Manage Analytic Settings in an OrganizationTemplate

Home > selected Organization > menu or right-click > Settings > eDiscovery Templates > Analytic Settings
Settings > Organization Settings > eDiscovery Templates > Analytic Settings

Requires Organization - Analytic Settings - View (to view these settings), Add/Edit (to manage the settings), and Delete (to delete an Analytic Settings template)

Users in a role with the appropriate permissions can select Organization Settings > eDiscovery Templates > Analytic Settings to view, modify, create, and delete Organization templates for analytic settings such as Deduplication and Email Threading.

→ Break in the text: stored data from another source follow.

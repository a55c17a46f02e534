//! イベント JSON ファイルの読み書き。

use std::{
    fs,
    io::{self, Write as _},
    path::{Path, PathBuf},
};

use serde::Serialize as _;
use serde_json::ser::{PrettyFormatter, Serializer};
use tempfile::NamedTempFile;
use thiserror::Error;

use crate::record::EventDocument;

#[derive(Error, Debug)]
pub enum StoreError {
    #[error("Failed to read {path:?}: {source}")]
    Read { path: PathBuf, source: io::Error },

    #[error("Failed to parse {path:?}: {source}")]
    Parse {
        path: PathBuf,
        source: serde_json::Error,
    },

    #[error("Failed to serialize events: {0}")]
    Serialize(#[from] serde_json::Error),

    #[error("Failed to write {path:?}: {source}")]
    Write { path: PathBuf, source: io::Error },
}

pub type Result<T> = std::result::Result<T, StoreError>;

const INDENT: &[u8] = b"    ";

/// イベント JSON ファイルと、その読み込み済みの内容。
pub struct EventStore {
    /// 永続化ファイルのパス
    path: PathBuf,
    /// 読み込んだドキュメント
    document: EventDocument,
}

impl EventStore {
    /// ファイルを読み込む。
    pub fn load(path: impl AsRef<Path>) -> Result<Self> {
        let path = path.as_ref().to_path_buf();
        let content = fs::read_to_string(&path).map_err(|source| StoreError::Read {
            path: path.clone(),
            source,
        })?;
        let document = serde_json::from_str(&content).map_err(|source| StoreError::Parse {
            path: path.clone(),
            source,
        })?;
        Ok(Self { path, document })
    }

    /// ドキュメント全体をファイルに書き込む。
    ///
    /// 同じディレクトリの一時ファイルに書き出してから置き換えるため、
    /// 途中で失敗しても元のファイルは書きかけの状態にならない。
    pub fn save(&self) -> Result<()> {
        let content = to_json(&self.document)?;
        let write_error = |source: io::Error| StoreError::Write {
            path: self.path.clone(),
            source,
        };

        let dir = match self.path.parent() {
            Some(dir) if !dir.as_os_str().is_empty() => dir,
            _ => Path::new("."),
        };
        let mut temp = NamedTempFile::new_in(dir).map_err(write_error)?;
        temp.write_all(&content).map_err(write_error)?;
        if let Ok(metadata) = fs::metadata(&self.path) {
            temp.as_file()
                .set_permissions(metadata.permissions())
                .map_err(write_error)?;
        }
        temp.as_file().sync_all().map_err(write_error)?;
        temp.persist(&self.path).map_err(|e| write_error(e.error))?;
        Ok(())
    }

    pub fn path(&self) -> &Path {
        &self.path
    }

    pub fn document(&self) -> &EventDocument {
        &self.document
    }

    pub fn document_mut(&mut self) -> &mut EventDocument {
        &mut self.document
    }
}

/// 4 スペースでインデントした JSON を返す。非 ASCII 文字はエスケープしない。
fn to_json(document: &EventDocument) -> Result<Vec<u8>> {
    let mut buf = Vec::new();
    let mut serializer = Serializer::with_formatter(&mut buf, PrettyFormatter::with_indent(INDENT));
    document.serialize(&mut serializer)?;
    buf.push(b'\n');
    Ok(buf)
}
//! 正規化処理の結果集計。

use std::fmt;

use crate::timestamp::TimestampError;

/// レコード 1 件の `datetime_obj` に対する変更内容。
#[derive(Debug, Clone, Copy, Default, PartialEq, Eq)]
pub enum TimestampChange {
    #[default]
    Unchanged,
    /// タイムゾーンなしの `datetime_obj` を UTC に変換した
    Converted,
    /// `date` / `time` から `datetime_obj` を生成した
    Derived,
}

/// 失敗した処理の種類。
#[derive(Debug, Clone, PartialEq, Eq)]
pub enum FailureKind {
    /// `datetime_obj` の解析・変換
    DatetimeObj(TimestampError),
    /// `date` / `time` からの生成
    DateTime(TimestampError),
    /// `event_id` の更新
    EventId(TimestampError),
}

impl fmt::Display for FailureKind {
    fn fmt(&self, f: &mut fmt::Formatter<'_>) -> fmt::Result {
        match self {
            Self::DatetimeObj(e) => write!(f, "datetime_obj: {e}"),
            Self::DateTime(e) => write!(f, "date/time: {e}"),
            Self::EventId(e) => write!(f, "event_id: {e}"),
        }
    }
}

/// レコード 1 件の処理結果。
#[derive(Debug, Clone, Default, PartialEq, Eq)]
pub struct RecordOutcome {
    pub timestamp: TimestampChange,
    pub id_refreshed: bool,
    pub failures: Vec<FailureKind>,
}

/// 失敗したレコードの情報。
#[derive(Debug, Clone, PartialEq, Eq)]
pub struct RecordFailure {
    /// `events` 内の位置
    pub index: usize,
    pub title: String,
    pub kind: FailureKind,
}

/// 全レコードの処理結果。
#[derive(Debug, Clone, Default, PartialEq, Eq)]
pub struct Report {
    pub converted: usize,
    pub derived: usize,
    pub ids_updated: usize,
    pub failures: Vec<RecordFailure>,
}

impl Report {
    /// レコードの処理結果を集計に加える。
    pub fn record(&mut self, index: usize, title: &str, outcome: RecordOutcome) {
        match outcome.timestamp {
            TimestampChange::Unchanged => {}
            TimestampChange::Converted => self.converted += 1,
            TimestampChange::Derived => self.derived += 1,
        }
        if outcome.id_refreshed {
            self.ids_updated += 1;
        }
        self.failures
            .extend(outcome.failures.into_iter().map(|kind| RecordFailure {
                index,
                title: title.to_string(),
                kind,
            }));
    }

    /// ファイルへの書き込みが必要かどうか。
    pub fn has_changes(&self) -> bool {
        self.converted > 0 || self.derived > 0 || self.ids_updated > 0
    }
}

impl fmt::Display for Report {
    fn fmt(&self, f: &mut fmt::Formatter<'_>) -> fmt::Result {
        write!(
            f,
            "{} datetime_obj converted, {} datetime_obj derived from date/time, {} event_id updated",
            self.converted, self.derived, self.ids_updated
        )?;
        if !self.failures.is_empty() {
            write!(f, ", {} error(s)", self.failures.len())?;
        }
        Ok(())
    }
}

#[cfg(test)]
mod tests {
    use super::*;

    #[test]
    fn empty_report_has_no_changes() {
        let report = Report::default();
        assert!(!report.has_changes());
    }

    #[test]
    fn record_counts_each_kind() {
        let mut report = Report::default();
        report.record(
            0,
            "Raid",
            RecordOutcome {
                timestamp: TimestampChange::Derived,
                id_refreshed: true,
                failures: vec![],
            },
        );
        report.record(
            1,
            "Meeting",
            RecordOutcome {
                timestamp: TimestampChange::Converted,
                ..Default::default()
            },
        );
        report.record(
            2,
            "Broken",
            RecordOutcome {
                failures: vec![FailureKind::DateTime(TimestampError::InvalidDate(
                    "13/2025".to_string(),
                ))],
                ..Default::default()
            },
        );

        assert_eq!(report.converted, 1);
        assert_eq!(report.derived, 1);
        assert_eq!(report.ids_updated, 1);
        assert_eq!(report.failures.len(), 1);
        assert_eq!(report.failures[0].index, 2);
        assert_eq!(report.failures[0].title, "Broken");
        assert!(report.has_changes());
    }

    #[test]
    fn failures_alone_are_not_changes() {
        let mut report = Report::default();
        report.record(
            0,
            "Broken",
            RecordOutcome {
                failures: vec![FailureKind::DatetimeObj(TimestampError::InvalidDateTime(
                    "soon".to_string(),
                ))],
                ..Default::default()
            },
        );
        assert!(!report.has_changes());
        assert_eq!(
            report.to_string(),
            "0 datetime_obj converted, 0 datetime_obj derived from date/time, 0 event_id updated, 1 error(s)"
        );
    }
}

Loading from and Saving to Templates

If no Organization templates have been created, the Default Analytics Settings template is displayed in the Templates pane and loaded into the Deduplication, Email Threading, and Exclusion Searches sections. (This template provides the default Analytics Settings for Projects within the Organization.) If there are existing Organization templates they are also listed in the Templates pane, and you can load any of them either by selecting the one you want or by clicking the context menu icon () to the right, choosing Load from Template, and selecting it from the dialog.

After you have made changes to the Analytic Settings (as described below) you can click Save to save to the current template, or save as a different template by choosing Save to Template from the context menu and selecting the one you want to save as from the dialog.

To create a new template, launch the New Template dialog by clicking at the top of the Templates pane. Once you have created the template, you can choose the analytic settings you want and click Save.

Additional context menu options include Edit, which lets you modify the name and/or description of the selected template, and Delete, which lets you delete the selected template.

Note: As of the 5.0 release, Stop Words is part of Index Settings, Hide Duplicates in List is part of Project Preference, and eDiscovery Filters are no longer supported.

Deduplication

Your Organization Administrator can select the deduplication scope in the Project, and for email within Project Data, whether to detect strict file duplicates only, or duplicates in message content and attributes.

As a user preference, you have the option to hide duplicates in all document lists in the Project.

Deduplication Scope:

Global (default) — By default, the software calculates duplicates across all documents in Project Data. This is referred to as Global deduplication (previously referred to as Horizontal).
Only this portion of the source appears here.